Best way to "intercept" result of METAL vertex/fragment shader - metal

I currently have a MTLTexture for input and am rendering that piece-wise using a set of 20-30 vertices. This is currently done at the tail end of my drawRect handler of an MTKView:
[encoder setVertexBuffer:mBuff offset:0 atIndex:0]; // buffer of vertices
[encoder setVertexBytes:&_viewportSize length:sizeof(_viewportSize) atIndex:1];
[encoder setFragmentTexture:inputTexture atIndex:0];
[encoder drawPrimitives:MTLPrimitiveTypeTriangle vertexStart:0 vertexCount:_vertexInfo.metalVertexCount];
[encoder endEncoding];
[commandBuffer presentDrawable:self.currentDrawable];
[commandBuffer commit];
However, before doing the final presentDrawable I would like intercept the resulting texture (I'm going to send a region of it off to a separate MTKView). In other words, I need access to some manner of an output MTLTexture after the drawPrimitives call.
What is the most efficient way to do this?
One idea is to introduce an additional drawPrimitives render to an intermediate output MTLTexture instead. I'm not sure how to do this, but I'd scoop that output texture in the process. I suspect that this would even be done elsewhere (ie. off-screen).
Then I'd issue a second drawPrimitives using a single massive textured quad with that outputTexture and then a presentDrawable on it.
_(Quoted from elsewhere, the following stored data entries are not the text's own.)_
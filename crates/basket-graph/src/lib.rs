//! # Basket Graph
//!
//! Market-basket analysis over a weighted co-purchase graph.
//!
//! Every transaction contributes one unit of weight to the edge between each
//! pair of distinct items it contains. The resulting graph answers
//! "what is bought with X" through depth-limited BFS/DFS, and frequent
//! bundles of any size are mined from the transactions themselves. All
//! rankings go through a stable merge sort, so ties resolve deterministically.
//!
//! ## Architecture
//!
//! - **Domain**: Items, transactions, bundles and the co-purchase `Graph`
//! - **Algorithms**: Graph builder, depth-limited search, merge sort, itemset mining
//! - **Ports**: Inbound (`BasketAnalysisApi`) and Outbound (`TransactionSource`)
//! - **Application**: Service orchestration
//! - **Query**: JSON request/response handler
//! - **Telemetry**: `tracing-subscriber` setup for binaries and tests
//!
//! ## Usage
//!
//! ```rust,ignore
//! use basket_graph::{AnalysisConfig, BasketAnalysisApi, BasketAnalysisService, Transaction};
//!
//! let transactions = vec![
//!     Transaction::from(["milk", "bread"]),
//!     Transaction::from(["milk", "eggs"]),
//! ];
//! let service = BasketAnalysisService::from_transactions(transactions, AnalysisConfig::default())?;
//! let partners = service.items_bought_with("milk", 1, Some(5))?;
//! ```

pub mod algorithms;
pub mod application;
pub mod config;
pub mod domain;
pub mod ports;
pub mod query;
pub mod telemetry;

pub use algorithms::{build_graph, BuildSummary, GraphBuilder, Traversal, TraversalLimits};
pub use application::service::BasketAnalysisService;
pub use config::AnalysisConfig;
pub use domain::errors::{AnalysisError, SourceError};
pub use domain::graph::{Edge, Graph, VertexId};
pub use domain::value_objects::*;
pub use query::{QueryHandler, QueryMetrics, QueryRequest, QueryResponse, QueryResult};
pub use ports::inbound::BasketAnalysisApi;
pub use ports::outbound::{InMemoryTransactionSource, TransactionSource};
pub use telemetry::{init_tracing, TelemetryConfig, TelemetryError};
pub mod datetime;
pub mod hash;
pub mod math;
pub mod string;

use crate::rpn::FunctionRegistry;

/// Installs the built-in function library.
pub fn register_functions(registry: &mut FunctionRegistry) {
    string::register(registry);
    datetime::register(registry);
    math::register(registry);
    hash::register(registry);
}
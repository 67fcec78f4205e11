use crate::functions::register_functions;
use crate::rpn::{RegistryError, RpnError, Scalar};
use log::debug;
use std::collections::HashMap;
use std::fmt;
use std::sync::Arc;

pub type Callback = Arc<dyn Fn(&[Scalar]) -> Result<Scalar, RpnError> + Send + Sync>;

#[derive(Debug, Copy, Clone, PartialEq, Eq, Hash)]
pub enum MaxParams {
    Limited(usize),
    Unlimited,
}

/// Accepted argument count range of a function.
#[derive(Debug, Copy, Clone, PartialEq, Eq, Hash)]
pub struct Arity {
    pub min: usize,
    pub max: MaxParams,
}

impl Arity {
    pub fn exact(count: usize) -> Self {
        Self::range(count, count)
    }

    pub fn range(min: usize, max: usize) -> Self {
        Self {
            min,
            max: MaxParams::Limited(max),
        }
    }

    pub fn at_least(min: usize) -> Self {
        Self {
            min,
            max: MaxParams::Unlimited,
        }
    }

    pub fn accepts(&self, count: usize) -> bool {
        count >= self.min
            && match self.max {
                MaxParams::Limited(max) => count <= max,
                MaxParams::Unlimited => true,
            }
    }
}

impl fmt::Display for Arity {
    fn fmt(&self, f: &mut fmt::Formatter<'_>) -> fmt::Result {
        match self.max {
            MaxParams::Limited(max) if max == self.min => write!(f, "{}", max),
            MaxParams::Limited(max) => write!(f, "{}..{}", self.min, max),
            MaxParams::Unlimited => write!(f, "{}..unlimited", self.min),
        }
    }
}

#[derive(Clone)]
pub struct FunctionSpec {
    pub name: String,
    pub arity: Arity,
    pub callback: Callback,
}

impl FunctionSpec {
    pub fn call(&self, args: &[Scalar]) -> Result<Scalar, RpnError> {
        (self.callback)(args)
    }
}

impl fmt::Debug for FunctionSpec {
    fn fmt(&self, f: &mut fmt::Formatter<'_>) -> fmt::Result {
        f.debug_struct("FunctionSpec")
            .field("name", &self.name)
            .field("arity", &self.arity)
            .finish_non_exhaustive()
    }
}

/// Name to callback table consulted by both the converter and the evaluator.
#[derive(Clone)]
pub struct FunctionRegistry {
    functions: HashMap<String, FunctionSpec>,
}

impl FunctionRegistry {
    /// Creates a registry with the built-in function library.
    pub fn new() -> Self {
        let mut registry = Self::empty();
        register_functions(&mut registry);
        registry
    }

    pub fn empty() -> Self {
        Self {
            functions: HashMap::new(),
        }
    }

    /// Registers `callback` under `name`, replacing any previous entry.
    ///
    /// `max` of `None` means exactly `min` parameters.
    pub fn register<F>(
        &mut self,
        name: &str,
        callback: F,
        min: usize,
        max: Option<MaxParams>,
    ) -> Result<(), RegistryError>
    where
        F: Fn(&[Scalar]) -> Result<Scalar, RpnError> + Send + Sync + 'static,
    {
        let arity = Self::checked_arity(min, max)?;
        self.define(name, arity, callback);
        Ok(())
    }

    /// Registers `name` as a new entry point for the callback already
    /// registered as `target`, with its own arity.
    pub fn register_alias(
        &mut self,
        name: &str,
        target: &str,
        min: usize,
        max: Option<MaxParams>,
    ) -> Result<(), RegistryError> {
        let arity = Self::checked_arity(min, max)?;
        let callback = self
            .functions
            .get(target)
            .map(|spec| spec.callback.clone())
            .ok_or_else(|| RegistryError::UnknownTarget {
                target: target.to_string(),
            })?;

        debug!("Registering alias {} -> {} ({})", name, target, arity);
        self.functions.insert(
            name.to_string(),
            FunctionSpec {
                name: name.to_string(),
                arity,
                callback,
            },
        );
        Ok(())
    }

    pub(crate) fn define<F>(&mut self, name: &str, arity: Arity, callback: F)
    where
        F: Fn(&[Scalar]) -> Result<Scalar, RpnError> + Send + Sync + 'static,
    {
        debug!("Registering function {} ({})", name, arity);
        self.functions.insert(
            name.to_string(),
            FunctionSpec {
                name: name.to_string(),
                arity,
                callback: Arc::new(callback),
            },
        );
    }

    fn checked_arity(min: usize, max: Option<MaxParams>) -> Result<Arity, RegistryError> {
        match max {
            None => Ok(Arity::exact(min)),
            Some(MaxParams::Unlimited) => Ok(Arity::at_least(min)),
            Some(MaxParams::Limited(max)) if max < min => {
                Err(RegistryError::InvalidArity { min, max })
            }
            Some(MaxParams::Limited(max)) => Ok(Arity::range(min, max)),
        }
    }

    pub fn lookup(&self, name: &str) -> Option<&FunctionSpec> {
        self.functions.get(name)
    }

    pub fn contains(&self, name: &str) -> bool {
        self.functions.contains_key(name)
    }

    pub fn len(&self) -> usize {
        self.functions.len()
    }

    pub fn is_empty(&self) -> bool {
        self.functions.is_empty()
    }
}

impl Default for FunctionRegistry {
    fn default() -> Self {
        Self::new()
    }
}

/// Hook substituting `$name` operands during evaluation.
pub trait VariableResolver: Send + Sync {
    /// Receives the variable name without its marker, e.g. `user.name`.
    fn resolve(&self, name: &str) -> Scalar;
}

impl<F> VariableResolver for F
where
    F: Fn(&str) -> Scalar + Send + Sync,
{
    fn resolve(&self, name: &str) -> Scalar {
        self(name)
    }
}
use crate::rpn::{
    is_numeric_str, FunctionRegistry, Operator, RpnError, RpnFailure, RpnItem, RpnProgram, Token,
    TokenKind, VARIABLE_MARKER,
};
use log::debug;

/// Name of the function emitted for a `-` sign in front of a group or call.
pub const NEGATE_FUNCTION: &str = "negate";

/// Argument bookkeeping per open parenthesis, indexed by nesting depth.
///
/// Each slot counts the arguments seen at its depth; `boundary` is set right
/// after `(` or `,` so that the next token opens a new argument.
#[derive(Debug, Default)]
struct ArgDepthMap {
    slots: Vec<ArgSlot>,
}

#[derive(Debug)]
struct ArgSlot {
    count: usize,
    boundary: bool,
}

impl ArgDepthMap {
    fn depth(&self) -> usize {
        self.slots.len()
    }

    fn open(&mut self) {
        self.slots.push(ArgSlot {
            count: 0,
            boundary: true,
        });
    }

    /// Closes the innermost depth and returns its argument count.
    fn close(&mut self) -> usize {
        self.slots.pop().map_or(0, |slot| slot.count)
    }

    fn current_count(&self) -> usize {
        self.slots.last().map_or(0, |slot| slot.count)
    }

    /// True right after `(` or `,` at the innermost depth, before any token of
    /// the next argument.
    fn at_boundary(&self) -> bool {
        self.slots.last().is_some_and(|slot| slot.boundary)
    }

    fn mark_boundary(&mut self) {
        if let Some(slot) = self.slots.last_mut() {
            slot.boundary = true;
        }
    }

    fn note_argument(&mut self) {
        if let Some(slot) = self.slots.last_mut() {
            if slot.boundary {
                slot.count += 1;
                slot.boundary = false;
            }
        }
    }
}

#[derive(Debug, Clone, PartialEq)]
enum StackEntry {
    OpenParen,
    Operator(Operator),
    Function(String),
    Negate,
}

/// Sign waiting to be folded into the next operand.
#[derive(Debug, Copy, Clone, PartialEq)]
enum Sign {
    Plus,
    Minus,
}

impl Sign {
    fn combine(self, other: Sign) -> Sign {
        if self == other {
            Sign::Plus
        } else {
            Sign::Minus
        }
    }
}

struct Converter<'a> {
    registry: &'a FunctionRegistry,
    output: RpnProgram,
    stack: Vec<StackEntry>,
    depths: ArgDepthMap,
    pending_sign: Option<Sign>,
    expect_operand: bool,
    awaiting_call: Option<String>,
}

/// Converts infix tokens to an RPN program.
///
/// Function arity is resolved here from the argument count inside each call's
/// parentheses and validated against the registry. On failure the returned
/// [`RpnFailure`] carries the output built so far.
pub fn convert(tokens: &[Token], registry: &FunctionRegistry) -> Result<RpnProgram, RpnFailure> {
    let mut converter = Converter {
        registry,
        output: RpnProgram::new(),
        stack: Vec::new(),
        depths: ArgDepthMap::default(),
        pending_sign: None,
        expect_operand: true,
        awaiting_call: None,
    };

    match converter.run(tokens) {
        Ok(()) => {
            debug!("RPN: {}", converter.output);
            Ok(converter.output)
        }
        Err(error) => {
            debug!("Conversion failed: {} (rpn so far: {})", error, converter.output);
            Err(RpnFailure::new(error, converter.output))
        }
    }
}

impl<'a> Converter<'a> {
    fn run(&mut self, tokens: &[Token]) -> Result<(), RpnError> {
        for token in tokens {
            if let Some(name) = self.awaiting_call.take() {
                if token.kind != TokenKind::OpenParen {
                    return Err(RpnError::operand_expected(name));
                }
                self.open_group();
                continue;
            }

            match token.kind {
                TokenKind::Operand => self.operand(&token.text)?,
                TokenKind::FunctionName => self.function_name(&token.text)?,
                TokenKind::OpenParen => {
                    self.depths.note_argument();
                    self.push_pending_negation()?;
                    self.open_group();
                }
                TokenKind::CloseParen => self.close_group()?,
                TokenKind::ArgSeparator => self.separator()?,
                TokenKind::Operator => self.operator(&token.text)?,
            }
        }

        if let Some(name) = self.awaiting_call.take() {
            return Err(RpnError::operand_expected(name));
        }
        self.check_operand_complete()?;

        while let Some(entry) = self.stack.pop() {
            if entry == StackEntry::OpenParen {
                return Err(RpnError::operand_expected("("));
            }
            self.emit(entry)?;
        }
        Ok(())
    }

    fn operand(&mut self, text: &str) -> Result<(), RpnError> {
        if !is_literal(text) {
            return Err(RpnError::operand_expected(text));
        }
        self.depths.note_argument();

        let text = match self.pending_sign.take() {
            Some(Sign::Minus) => format!("-{}", text),
            _ => text.to_string(),
        };
        self.output.push(RpnItem::Operand(text));
        self.expect_operand = false;
        Ok(())
    }

    fn function_name(&mut self, name: &str) -> Result<(), RpnError> {
        if !self.registry.contains(name) {
            return Err(RpnError::operand_expected(name));
        }
        self.depths.note_argument();
        self.push_pending_negation()?;
        self.stack.push(StackEntry::Function(name.to_string()));
        self.awaiting_call = Some(name.to_string());
        Ok(())
    }

    fn open_group(&mut self) {
        self.stack.push(StackEntry::OpenParen);
        self.depths.open();
        self.expect_operand = true;
    }

    fn close_group(&mut self) -> Result<(), RpnError> {
        self.check_operand_complete()?;
        // `f()` has no arguments, but `f(1,)` has an empty last one
        if self.depths.at_boundary() && self.depths.current_count() > 0 {
            return Err(RpnError::operand_expected(")"));
        }

        loop {
            match self.stack.pop() {
                None => return Err(RpnError::operand_expected(")")),
                Some(StackEntry::OpenParen) => break,
                Some(entry) => self.emit(entry)?,
            }
        }

        let arity = self.depths.close();
        if let Some(StackEntry::Function(name)) = self.stack.last().cloned() {
            self.stack.pop();
            self.emit_function(name, arity)?;
        }
        if self.stack.last() == Some(&StackEntry::Negate) {
            self.stack.pop();
            self.emit(StackEntry::Negate)?;
        }

        self.expect_operand = false;
        Ok(())
    }

    fn separator(&mut self) -> Result<(), RpnError> {
        if self.depths.depth() == 0 {
            return Err(RpnError::operand_expected(","));
        }
        self.check_operand_complete()?;
        if self.depths.at_boundary() {
            return Err(RpnError::operand_expected(","));
        }

        while let Some(StackEntry::Operator(op)) = self.stack.last().cloned() {
            self.stack.pop();
            self.output.push(RpnItem::Operator(op));
        }
        self.depths.mark_boundary();
        self.expect_operand = true;
        Ok(())
    }

    fn operator(&mut self, symbol: &str) -> Result<(), RpnError> {
        let op = Operator::try_from(symbol).map_err(|_| RpnError::operand_expected(symbol))?;

        if self.expect_operand {
            let sign = match op {
                Operator::Add => Sign::Plus,
                Operator::Subtract => Sign::Minus,
                _ => return Err(RpnError::operand_expected(symbol)),
            };
            self.pending_sign = Some(match self.pending_sign {
                Some(pending) => pending.combine(sign),
                None => sign,
            });
            return Ok(());
        }

        // left-associative: pop everything binding at least as tightly
        while let Some(StackEntry::Operator(top)) = self.stack.last().cloned() {
            if top.precedence() > op.precedence() {
                break;
            }
            self.stack.pop();
            self.output.push(RpnItem::Operator(top));
        }
        self.stack.push(StackEntry::Operator(op));
        self.expect_operand = true;
        Ok(())
    }

    /// Fails on a sign or binary operator still waiting for its operand.
    fn check_operand_complete(&self) -> Result<(), RpnError> {
        if let Some(sign) = self.pending_sign {
            return Err(RpnError::operand_expected(sign_symbol(sign)));
        }
        if self.expect_operand {
            if let Some(StackEntry::Operator(op)) = self.stack.last() {
                return Err(RpnError::operand_expected(op.symbol()));
            }
        }
        Ok(())
    }

    /// A `-` in front of a group or call negates the whole group once it closes.
    ///
    /// Needs a registered one-argument `negate`.
    fn push_pending_negation(&mut self) -> Result<(), RpnError> {
        if self.pending_sign.take() == Some(Sign::Minus) {
            let unary = self
                .registry
                .lookup(NEGATE_FUNCTION)
                .is_some_and(|spec| spec.arity.accepts(1));
            if !unary {
                return Err(RpnError::operand_expected("-"));
            }
            self.stack.push(StackEntry::Negate);
        }
        Ok(())
    }

    fn emit(&mut self, entry: StackEntry) -> Result<(), RpnError> {
        match entry {
            StackEntry::Operator(op) => self.output.push(RpnItem::Operator(op)),
            StackEntry::Function(name) => {
                // only reachable for a call whose parenthesis never opened
                return Err(RpnError::operand_expected(name));
            }
            StackEntry::Negate => self.emit_function(NEGATE_FUNCTION.to_string(), 1)?,
            StackEntry::OpenParen => return Err(RpnError::operand_expected("(")),
        }
        Ok(())
    }

    fn emit_function(&mut self, name: String, arity: usize) -> Result<(), RpnError> {
        let spec = self
            .registry
            .lookup(&name)
            .ok_or_else(|| RpnError::operand_expected(name.as_str()))?;
        if !spec.arity.accepts(arity) {
            return Err(RpnError::WrongArity {
                name,
                given: arity,
                expected: spec.arity,
            });
        }
        self.output.push(RpnItem::Function { name, arity });
        Ok(())
    }
}

fn sign_symbol(sign: Sign) -> &'static str {
    match sign {
        Sign::Plus => "+",
        Sign::Minus => "-",
    }
}

/// Numeric literal, quoted string or `$variable`.
fn is_literal(text: &str) -> bool {
    is_numeric_str(text) || is_quoted(text) || is_variable(text)
}

pub(crate) fn is_quoted(text: &str) -> bool {
    text.len() >= 2
        && ((text.starts_with('\'') && text.ends_with('\''))
            || (text.starts_with('"') && text.ends_with('"')))
}

fn is_variable(text: &str) -> bool {
    text.strip_prefix(VARIABLE_MARKER)
        .and_then(|name| name.chars().next())
        .is_some_and(|c| c.is_ascii_alphabetic() || c == '_')
}
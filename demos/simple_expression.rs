use log::debug;
use rpn_eval::rpn::{Engine, MaxParams, RpnError, Scalar};
use std::collections::HashMap;
use std::process::ExitCode;

fn average(args: &[Scalar]) -> Result<Scalar, RpnError> {
    let mut sum = 0.0;
    for arg in args {
        sum += arg.as_number().ok_or_else(|| RpnError::NumericRequired {
            context: "avg".to_string(),
            operand: arg.to_string(),
        })?;
    }
    Ok(Scalar::Number(sum / args.len() as f64))
}

fn main() -> ExitCode {
    pretty_env_logger::init();

    let expression = std::env::args()
        .skip(1)
        .collect::<Vec<_>>()
        .join(" ");
    let expression = if expression.trim().is_empty() {
        "max($price * 2, avg(10, 20, 30)) + ' for ' + upper($user.name)".to_string()
    } else {
        expression
    };

    let variables: HashMap<String, Scalar> = HashMap::from([
        ("price".to_string(), Scalar::Number(120.0)),
        ("volume".to_string(), Scalar::Number(3000.0)),
        ("user.name".to_string(), Scalar::from("ada")),
    ]);

    let mut engine = Engine::new();
    if let Err(e) = engine.register("avg", average, 1, Some(MaxParams::Unlimited)) {
        eprintln!("could not register avg: {e}");
        return ExitCode::FAILURE;
    }
    engine.set_variable_resolver(move |name: &str| {
        debug!("resolving ${name}");
        variables.get(name).cloned().unwrap_or_default()
    });

    match engine.evaluate(&expression) {
        Ok(evaluation) => {
            println!("rpn:    {}", evaluation.rpn());
            println!("result: {}", evaluation.result);
            ExitCode::SUCCESS
        }
        Err(failure) => {
            println!("rpn:    {}", failure.partial_rpn());
            println!("error:  {} (code {})", failure.error, failure.kind().code());
            ExitCode::FAILURE
        }
    }
}
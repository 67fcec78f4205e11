use crate::rpn::{Arity, FunctionRegistry, RpnError, Scalar};
use rpn_eval_macros::rpn_fn;

pub fn register(registry: &mut FunctionRegistry) {
    registry.define("upper", Arity::exact(1), upper);
    registry.define("lower", Arity::exact(1), lower);
    registry.define("substr", Arity::range(2, 3), substr);
    registry.define("number", Arity::range(1, 4), number);
    registry.define("wrap", Arity::range(1, 4), wrap);
    registry.define("word", Arity::range(2, 3), word);
}

#[rpn_fn]
fn upper(text: String) -> Result<Scalar, RpnError> {
    Ok(Scalar::Text(text.to_uppercase()))
}

#[rpn_fn]
fn lower(text: String) -> Result<Scalar, RpnError> {
    Ok(Scalar::Text(text.to_lowercase()))
}

/// Character based substring. A negative `start` counts from the end; a
/// negative `length` leaves that many characters off the end.
#[rpn_fn]
fn substr(text: String, start: i64, length: Option<i64>) -> Result<Scalar, RpnError> {
    let chars: Vec<char> = text.chars().collect();
    let len = chars.len() as i64;

    let begin = if start < 0 { len.saturating_add(start).max(0) } else { start };
    if begin >= len {
        return Ok(Scalar::default());
    }
    let end = match length {
        None => len,
        Some(length) if length < 0 => len.saturating_add(length),
        Some(length) => begin.saturating_add(length).min(len),
    };
    if end <= begin {
        return Ok(Scalar::default());
    }

    Ok(Scalar::Text(
        chars[begin as usize..end as usize].iter().collect(),
    ))
}

/// Rounds half away from zero and groups thousands, `number(1234.5, 1)` is
/// `1,234.5`.
#[rpn_fn]
fn number(
    value: f64,
    decimals: Option<i64>,
    decimal_point: Option<String>,
    thousands_separator: Option<String>,
) -> Result<Scalar, RpnError> {
    if !value.is_finite() {
        return Ok(Scalar::Number(value));
    }
    let decimals = decimals.unwrap_or(0).clamp(0, 15) as usize;
    let decimal_point = decimal_point.unwrap_or_else(|| ".".to_string());
    let thousands_separator = thousands_separator.unwrap_or_else(|| ",".to_string());

    let factor = 10f64.powi(decimals as i32);
    let rounded = (value.abs() * factor).round() / factor;
    let formatted = format!("{:.*}", decimals, rounded);
    let (integer, fraction) = match formatted.split_once('.') {
        Some((integer, fraction)) => (integer, fraction),
        None => (formatted.as_str(), ""),
    };

    let mut result = String::new();
    if value < 0.0 && rounded != 0.0 {
        result.push('-');
    }
    let digits = integer.len();
    for (i, digit) in integer.chars().enumerate() {
        if i > 0 && (digits - i) % 3 == 0 {
            result.push_str(&thousands_separator);
        }
        result.push(digit);
    }
    if decimals > 0 {
        result.push_str(&decimal_point);
        result.push_str(fraction);
    }
    Ok(Scalar::Text(result))
}

/// Greedy word wrap at `width` characters (75). Existing `line_break`
/// sequences start a new line; with `cut`, words longer than `width` are split.
#[rpn_fn]
fn wrap(
    text: String,
    width: Option<i64>,
    line_break: Option<String>,
    cut: Option<bool>,
) -> Result<Scalar, RpnError> {
    let width = width.unwrap_or(75).max(0) as usize;
    let line_break = line_break.unwrap_or_else(|| "\n".to_string());
    let cut = cut.unwrap_or(false);

    if line_break.is_empty() {
        return Err(RpnError::function_failed("wrap", "break string cannot be empty"));
    }
    if cut && width == 0 {
        return Err(RpnError::function_failed(
            "wrap",
            "cannot force a cut when width is zero",
        ));
    }

    let wrapped: Vec<String> = text
        .split(line_break.as_str())
        .map(|paragraph| wrap_paragraph(paragraph, width, cut).join(&line_break))
        .collect();
    Ok(Scalar::Text(wrapped.join(&line_break)))
}

fn wrap_paragraph(paragraph: &str, width: usize, cut: bool) -> Vec<String> {
    let mut lines = Vec::new();
    let mut line = String::new();
    let mut line_len = 0;
    let mut started = false;

    for word in paragraph.split(' ') {
        let word_len = word.chars().count();
        if started && line_len + 1 + word_len > width {
            lines.push(std::mem::take(&mut line));
            line_len = 0;
            started = false;
        }
        if started {
            line.push(' ');
            line_len += 1;
        }
        line.push_str(word);
        line_len += word_len;
        started = true;

        if cut {
            while line_len > width {
                let head: String = line.chars().take(width).collect();
                let tail: String = line.chars().skip(width).collect();
                lines.push(head);
                line = tail;
                line_len -= width;
            }
            started = line_len > 0;
        }
    }
    lines.push(line);
    lines
}

/// N-th word (1-based). Letters, `'` and `-` make up words, plus any
/// characters in `extra`.
#[rpn_fn]
fn word(text: String, index: i64, extra: Option<String>) -> Result<Scalar, RpnError> {
    let extra = extra.unwrap_or_default();
    let is_word_char = |c: char| c.is_alphabetic() || c == '\'' || c == '-' || extra.contains(c);

    let words: Vec<&str> = text
        .split(|c: char| !is_word_char(c))
        .filter(|w| !w.is_empty())
        .collect();

    usize::try_from(index)
        .ok()
        .and_then(|n| n.checked_sub(1))
        .and_then(|n| words.get(n))
        .map(|w| Scalar::from(*w))
        .ok_or_else(|| {
            RpnError::function_failed(
                "word",
                format!("no word {} in a text of {} words", index, words.len()),
            )
        })
}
That code would exist where my previous code was.
There may be a simple method in the Metal API (that I'm missing) that will allow me to capture an output texture of drawPrimitives.
I have looked into using an MTLBlitCommandEncoder but there are some issues around that on certain MacOSX hardware.
UPDATE#1:
idoogy, here is the code you were requesting:
Here is where I create the initial "brightness output" texture... we're mid-flight in a vertex shader to do so:
...
[encoder setFragmentTexture:brightnessOutput atIndex:0];
[encoder drawPrimitives:MTLPrimitiveTypeTriangle vertexStart:0 vertexCount:_vertexInfo.metalVertexCount];
[encoder endEncoding];
for (AltMonitorMTKView *v in self.downstreamOutputs). // ancillary MTKViews
[v setInputTexture:brightnessOutput];
__block dispatch_semaphore_t block_sema = d.hostedAssetsSemaphore;
[commandBuffer addCompletedHandler:^(id<MTLCommandBuffer> buffer) {
dispatch_semaphore_signal(block_sema);
}];
[commandBuffer presentDrawable:self.currentDrawable];
[commandBuffer commit];
Below, we're in the ancillary view's drawRect handler with inputTexture as the texture that's being transferred, displaying a subregion of it. I should mention that this MTKView is configured to be drawn as a result of a setNeedsDisplay rather than as one with an internal timer:
id<MTLRenderCommandEncoder> encoder = [commandBuffer renderCommandEncoderWithDescriptor:renderPassDescriptor];
encoder.label = #"Vertex Render Encoder";
[encoder setRenderPipelineState:metalVertexPipelineState];
// draw main content
NSUInteger vSize = _vertexInfo.metalVertexCount*sizeof(AAPLVertex);
id<MTLBuffer> mBuff = [self.device newBufferWithBytes:_vertexInfo.metalVertices
length:vSize
options:MTLResourceStorageModeShared];
[encoder setVertexBuffer:mBuff offset:0 atIndex:0];
[encoder setVertexBytes:&_viewportSize length:sizeof(_viewportSize) atIndex:1];
[encoder setFragmentTexture:self.inputTexture atIndex:0];
[encoder drawPrimitives:MTLPrimitiveTypeTriangle vertexStart:0 vertexCount:_vertexInfo.metalVertexCount];
[encoder endEncoding];
[commandBuffer presentDrawable:self.currentDrawable];
[commandBuffer commit];
The above code seems to work fine. Having said that, I think we're telling a different story in the Xcode debugger. It's pretty obvious that I'm wasting huge swaths of time doing things this way... That long command buffer is the ancillary monitor view doing a LOT of waiting...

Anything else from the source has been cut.